O que tem haver Cemig e o Caso Master - créditos: Cemig
12-05-2026 às 08h32
*Samuel Arruda*
Uma denúncia apresentada pelo deputado estadual Professor Cleiton voltou a colocar a CEMIG no centro de questionamentos políticos e pode aumentar a pressão por investigações envolvendo contratos e operações financeiras ligados ao setor de energia em Minas Gerais. O parlamentar levantou suspeitas sobre negociações realizadas entre a empresa SIM, braço de comercialização de energia solar controlado pela estatal mineira, e a empresa ForGreen, ligada ao empresário Felipe Vorcaro, primo do banqueiro Daniel Vorcaro, alvo de desdobramentos da Operação Compliance Zero da Polícia Federal.
Segundo a denúncia apresentada na Assembleia Legislativa de Minas Gerais, a ForGreen teria captado cerca de R$ 120 milhões em Certificados de Recebíveis em operação financeira realizada em outubro de 2024, envolvendo estruturas ligadas à estatal mineira. O caso passou a ganhar repercussão após o avanço das investigações da Polícia Federal sobre o grupo empresarial associado a Daniel Vorcaro e ao Banco Master. A PF já realizou diversas fases da Operação Compliance Zero, que apura suspeitas de lavagem de dinheiro, corrupção, crimes contra o sistema financeiro e organização criminosa.

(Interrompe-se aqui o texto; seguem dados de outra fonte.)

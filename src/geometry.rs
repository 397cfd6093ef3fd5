//! Static mesh data for the extruded letter "F".
//!
//! The letter is 100 units wide, 150 tall and 30 deep, with its local origin
//! at the top-left front corner (y grows downwards). It is made of 16 face
//! groups of two triangles each; every group has one flat colour.
//!
//! Both tables are sized by [`VERTEX_COUNT`], so a position without a colour
//! (or the reverse) fails to compile.

/// Vertices per face group (two independent triangles).
pub const VERTICES_PER_FACE: usize = 6;

/// Number of face groups.
pub const FACE_COUNT: usize = 16;

/// Total vertices in the mesh, drawn as a plain triangle list.
pub const VERTEX_COUNT: usize = FACE_COUNT * VERTICES_PER_FACE;

/// A named face group and its colour.
#[derive(Clone, Copy, Debug, PartialEq, Eq)]
pub struct Face {
    pub name: &'static str,
    pub color: [u8; 3],
}

const fn face(name: &'static str, color: [u8; 3]) -> Face {
    Face { name, color }
}

/// Face groups in the order their vertices appear in [`POSITIONS`].
pub const FACES: [Face; FACE_COUNT] = [
    face("left column front", [200, 70, 120]),
    face("top rung front", [200, 70, 120]),
    face("middle rung front", [200, 70, 120]),
    face("left column back", [80, 70, 200]),
    face("top rung back", [80, 70, 200]),
    face("middle rung back", [80, 70, 200]),
    face("top", [70, 200, 210]),
    face("top rung right", [200, 200, 70]),
    face("under top rung", [210, 100, 70]),
    face("between top rung and middle", [210, 160, 70]),
    face("top of middle rung", [70, 180, 210]),
    face("right of middle rung", [100, 70, 210]),
    face("bottom of middle rung", [76, 210, 100]),
    face("right of bottom", [140, 210, 80]),
    face("bottom", [90, 130, 110]),
    face("left side", [160, 160, 220]),
];

/// Model-space positions, three floats per vertex.
#[rustfmt::skip]
pub const POSITIONS: [[f32; 3]; VERTEX_COUNT] = [
    // left column front
    [  0.0,   0.0,   0.0],
    [  0.0, 150.0,   0.0],
    [ 30.0,   0.0,   0.0],
    [  0.0, 150.0,   0.0],
    [ 30.0, 150.0,   0.0],
    [ 30.0,   0.0,   0.0],

    // top rung front
    [ 30.0,   0.0,   0.0],
    [ 30.0,  30.0,   0.0],
    [100.0,   0.0,   0.0],
    [ 30.0,  30.0,   0.0],
    [100.0,  30.0,   0.0],
    [100.0,   0.0,   0.0],

    // middle rung front
    [ 30.0,  60.0,   0.0],
    [ 30.0,  90.0,   0.0],
    [ 67.0,  60.0,   0.0],
    [ 30.0,  90.0,   0.0],
    [ 67.0,  90.0,   0.0],
    [ 67.0,  60.0,   0.0],

    // left column back
    [  0.0,   0.0,  30.0],
    [ 30.0,   0.0,  30.0],
    [  0.0, 150.0,  30.0],
    [  0.0, 150.0,  30.0],
    [ 30.0,   0.0,  30.0],
    [ 30.0, 150.0,  30.0],

    // top rung back
    [ 30.0,   0.0,  30.0],
    [100.0,   0.0,  30.0],
    [ 30.0,  30.0,  30.0],
    [ 30.0,  30.0,  30.0],
    [100.0,   0.0,  30.0],
    [100.0,  30.0,  30.0],

    // middle rung back
    [ 30.0,  60.0,  30.0],
    [ 67.0,  60.0,  30.0],
    [ 30.0,  90.0,  30.0],
    [ 30.0,  90.0,  30.0],
    [ 67.0,  60.0,  30.0],
    [ 67.0,  90.0,  30.0],

    // top
    [  0.0,   0.0,   0.0],
    [100.0,   0.0,   0.0],
    [100.0,   0.0,  30.0],
    [  0.0,   0.0,   0.0],
    [100.0,   0.0,  30.0],
    [  0.0,   0.0,  30.0],

    // top rung right
    [100.0,   0.0,   0.0],
    [100.0,  30.0,   0.0],
    [100.0,  30.0,  30.0],
    [100.0,   0.0,   0.0],
    [100.0,  30.0,  30.0],
    [100.0,   0.0,  30.0],

    // under top rung
    [ 30.0,  30.0,   0.0],
    [ 30.0,  30.0,  30.0],
    [100.0,  30.0,  30.0],
    [ 30.0,  30.0,   0.0],
    [100.0,  30.0,  30.0],
    [100.0,  30.0,   0.0],

    // between top rung and middle
    [ 30.0,  30.0,   0.0],
    [ 30.0,  60.0,  30.0],
    [ 30.0,  30.0,  30.0],
    [ 30.0,  30.0,   0.0],
    [ 30.0,  60.0,   0.0],
    [ 30.0,  60.0,  30.0],

    // top of middle rung
    [ 30.0,  60.0,   0.0],
    [ 67.0,  60.0,  30.0],
    [ 30.0,  60.0,  30.0],
    [ 30.0,  60.0,   0.0],
    [ 67.0,  60.0,   0.0],
    [ 67.0,  60.0,  30.0],

    // right of middle rung
    [ 67.0,  60.0,   0.0],
    [ 67.0,  90.0,  30.0],
    [ 67.0,  60.0,  30.0],
    [ 67.0,  60.0,   0.0],
    [ 67.0,  90.0,   0.0],
    [ 67.0,  90.0,  30.0],

    // bottom of middle rung
    [ 30.0,  90.0,   0.0],
    [ 30.0,  90.0,  30.0],
    [ 67.0,  90.0,  30.0],
    [ 30.0,  90.0,   0.0],
    [ 67.0,  90.0,  30.0],
    [ 67.0,  90.0,   0.0],

    // right of bottom
    [ 30.0,  90.0,   0.0],
    [ 30.0, 150.0,  30.0],
    [ 30.0,  90.0,  30.0],
    [ 30.0,  90.0,   0.0],
    [ 30.0, 150.0,   0.0],
    [ 30.0, 150.0,  30.0],

    // bottom
    [  0.0, 150.0,   0.0],
    [  0.0, 150.0,  30.0],
    [ 30.0, 150.0,  30.0],
    [  0.0, 150.0,   0.0],
    [ 30.0, 150.0,  30.0],
    [ 30.0, 150.0,   0.0],

    // left side
    [  0.0,   0.0,   0.0],
    [  0.0,   0.0,  30.0],
    [  0.0, 150.0,  30.0],
    [  0.0,   0.0,   0.0],
    [  0.0, 150.0,  30.0],
    [  0.0, 150.0,   0.0],
];

/// Per-vertex RGB colours, expanded from [`FACES`].
pub const COLORS: [[u8; 3]; VERTEX_COUNT] = expand_face_colors(&FACES);

const fn expand_face_colors(faces: &[Face; FACE_COUNT]) -> [[u8; 3]; VERTEX_COUNT] {
    let mut out = [[0; 3]; VERTEX_COUNT];
    let mut i = 0;
    while i < VERTEX_COUNT {
        out[i] = faces[i / VERTICES_PER_FACE].color;
        i += 1;
    }
    out
}

#[cfg(test)]
mod tests {
    use super::*;

    #[test]
    fn position_and_color_tables_match() {
        assert_eq!(POSITIONS.len(), 96);
        assert_eq!(COLORS.len(), 96);
        assert_eq!(POSITIONS.len(), COLORS.len());
    }

    #[test]
    fn every_face_group_is_one_color() {
        for (group, colors) in COLORS.chunks(VERTICES_PER_FACE).enumerate() {
            assert!(colors.iter().all(|c| *c == FACES[group].color));
        }
    }

    #[test]
    fn letter_fits_its_bounding_box() {
        for p in POSITIONS {
            assert!((0.0..=100.0).contains(&p[0]));
            assert!((0.0..=150.0).contains(&p[1]));
            assert!(p[2] == 0.0 || p[2] == 30.0);
        }
    }

    #[test]
    fn front_and_back_faces_sit_on_their_planes() {
        let front = &POSITIONS[..3 * VERTICES_PER_FACE];
        let back = &POSITIONS[3 * VERTICES_PER_FACE..6 * VERTICES_PER_FACE];
        assert!(front.iter().all(|p| p[2] == 0.0));
        assert!(back.iter().all(|p| p[2] == 30.0));
    }

    #[test]
    fn no_triangle_is_degenerate() {
        for tri in POSITIONS.chunks(3) {
            let a = glam::Vec3::from(tri[0]);
            let b = glam::Vec3::from(tri[1]);
            let c = glam::Vec3::from(tri[2]);
            assert!((b - a).cross(c - a).length() > 0.0);
        }
    }
}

Embora não exista, até o momento, confirmação oficial de investigação específica da Polícia Federal sobre a operação envolvendo a SIM e a ForGreen, o discurso do deputado elevou a tensão política em torno da gestão da estatal mineira e abriu espaço para cobranças por maior transparência nas relações comerciais da companhia. Nos bastidores políticos de Minas Gerais, parlamentares da oposição já defendem a abertura de apurações mais profundas sobre eventuais favorecimentos, critérios utilizados nas operações financeiras e possíveis conexões empresariais entre grupos privados e estruturas públicas do setor energético.

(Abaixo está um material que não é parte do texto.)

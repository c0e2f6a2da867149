use eframe::egui;
use std::time::{Duration, Instant};
use crate::core::{AppConfig, PlayerError, PlayerResult};
use crate::gui::canvas::VideoCanvas;
use crate::gui::controls::{self, ControlAction};
use crate::gui::progress;
use crate::video::{TickOutcome, VideoPlayer};

pub struct VideoPlayerApp {
    pub config: AppConfig,
    pub player: Option<VideoPlayer>,
    /// Shown in red instead of the canvas when the video could not be opened
    pub error_message: Option<String>,
    pub status_message: String,
    pub canvas: VideoCanvas,
    /// When the last playback tick ran, `None` while paused
    pub last_tick: Option<Instant>,
}

impl VideoPlayerApp {
    pub fn new(cc: &eframe::CreationContext<'_>, config: AppConfig, opened: PlayerResult<VideoPlayer>) -> Self {
        cc.egui_ctx.set_visuals(egui::Visuals::dark());
        Self::from_parts(config, opened)
    }

    pub fn from_parts(config: AppConfig, opened: PlayerResult<VideoPlayer>) -> Self {
        let (player, error_message) = match opened {
            Ok(player) => (Some(player), None),
            Err(e @ PlayerError::NotFound(_)) => {
                log::error!("{}", e);
                (None, Some(e.to_string()))
            }
            Err(e) => {
                log::error!("Could not open video: {}", e);
                (None, Some(format!("Could not open video: {}", e)))
            }
        };

        Self {
            config,
            player,
            error_message,
            status_message: String::new(),
            canvas: VideoCanvas::new(),
            last_tick: None,
        }
    }

    pub fn apply_action(&mut self, action: ControlAction) {
        let Some(player) = self.player.as_mut() else {
            return;
        };

        match action {
            ControlAction::SeekBackward => player.seek_backward(),
            ControlAction::TogglePlayPause => {
                player.toggle_play_pause();
                if player.is_playing() {
                    self.status_message.clear();
                }
                self.last_tick = None;
            }
            ControlAction::SeekForward => player.seek_forward(),
        }
    }

    pub(crate) fn tick_interval(&self) -> Duration {
        Duration::from_millis(self.config.tick_interval_ms.max(1))
    }

    /// Run the playback tick when it is due and schedule the next one
    fn run_playback(&mut self, ctx: &egui::Context) {
        let interval = self.tick_interval();
        let Some(player) = self.player.as_mut() else {
            return;
        };

        if !player.is_playing() {
            self.last_tick = None;
        } else {
            let now = Instant::now();
            let due = self.last_tick.map_or(true, |last| now.duration_since(last) >= interval);

            if due {
                match player.tick() {
                    TickOutcome::EndOfStream => {
                        self.status_message = "Playback finished".to_string();
                    }
                    TickOutcome::Failed(reason) => {
                        self.status_message = format!("Playback stopped: {}", reason);
                    }
                    TickOutcome::Frame | TickOutcome::Idle => {}
                }
                self.last_tick = Some(now);
            }

            if player.is_playing() {
                let elapsed = self.last_tick.map(|last| now.duration_since(last)).unwrap_or_default();
                ctx.request_repaint_after(interval.saturating_sub(elapsed));
            }
        }

        if let Some(frame) = player.take_new_frame() {
            self.canvas.upload(ctx, frame);
        }
    }

    /// Lay out the whole window for one frame
    pub fn show(&mut self, ctx: &egui::Context) {
        if let Some(action) = controls::keyboard_action(ctx) {
            self.apply_action(action);
        }

        self.run_playback(ctx);

        let play_label = self.player.as_ref().map_or("Play", |p| p.play_button_label());
        let seek_amount = self.player.as_ref().map_or(self.config.seek_amount_secs as f64, |p| p.seek_amount());
        let mut clicked = None;

        egui::TopBottomPanel::top("controls").show(ctx, |ui| {
            ui.add_space(10.0);
            clicked = controls::show_controls(ui, play_label, seek_amount);
            ui.add_space(10.0);

            if let Some(message) = &self.error_message {
                ui.vertical_centered(|ui| {
                    ui.colored_label(egui::Color32::RED, message);
                });
            }
        });

        if let Some(player) = &self.player {
            egui::TopBottomPanel::bottom("progress").show(ctx, |ui| {
                progress::show_progress(ui, player, self.config.show_progress_readout);
                if !self.status_message.is_empty() {
                    ui.vertical_centered(|ui| ui.weak(&self.status_message));
                }
            });

            egui::CentralPanel::default()
                .frame(egui::Frame::none())
                .show(ctx, |ui| {
                    self.canvas.show(ui);
                });
        }

        if let Some(action) = clicked {
            self.apply_action(action);
            ctx.request_repaint();
        }
    }
}

impl eframe::App for VideoPlayerApp {
    fn update(&mut self, ctx: &egui::Context, _frame: &mut eframe::Frame) {
        self.show(ctx);
    }
}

A repercussão também atinge o governo de Romeu Zema, uma vez que a CEMIG é uma das principais estatais sob influência administrativa do Executivo mineiro. Até agora, não há qualquer acusação formal ou prova pública que relacione diretamente o governador às operações mencionadas pelo parlamentar. Ainda assim, críticos da atual gestão cobram esclarecimentos sobre os mecanismos de governança da estatal e sobre o nível de fiscalização exercido pelo governo nas negociações envolvendo empresas privadas do setor energético.
O caso ganhou ainda mais visibilidade porque Felipe Vorcaro vinha se apresentando publicamente como um dos empresários ligados à expansão da energia limpa e da transição energética no país. Em declarações anteriores ao mercado, o empresário defendia investimentos em descarbonização, descentralização energética e democratização do acesso à energia solar. Agora, porém, o avanço das investigações envolvendo integrantes da família Vorcaro lança novas dúvidas sobre a origem de recursos, relações políticas e possíveis conexões empresariais construídas nos bastidores do setor financeiro e energético brasileiro.
Nos últimos meses, a Operação Compliance Zero passou a atingir nomes de grande influência política e empresarial. Investigações divulgadas pela imprensa apontam que mensagens apreendidas pela Polícia Federal teriam indicado supostas articulações políticas e pagamentos investigados envolvendo empresários e agentes públicos. Os investigados negam irregularidades e afirmam que irão comprovar a legalidade de suas atuações.
A nova denúncia envolvendo a CEMIG e a empresa SIM pode ampliar a crise institucional em torno das investigações e aumentar a pressão sobre órgãos de controle, Ministério Público e Polícia Federal para aprofundarem a apuração sobre contratos, captação de recursos e eventuais relações de influência política dentro do setor energético mineiro. Enquanto isso, cresce no meio político a avaliação de que o escândalo pode produzir novos desdobramentos com impacto direto no ambiente empresarial e na imagem da principal estatal de energia de Minas Gerais.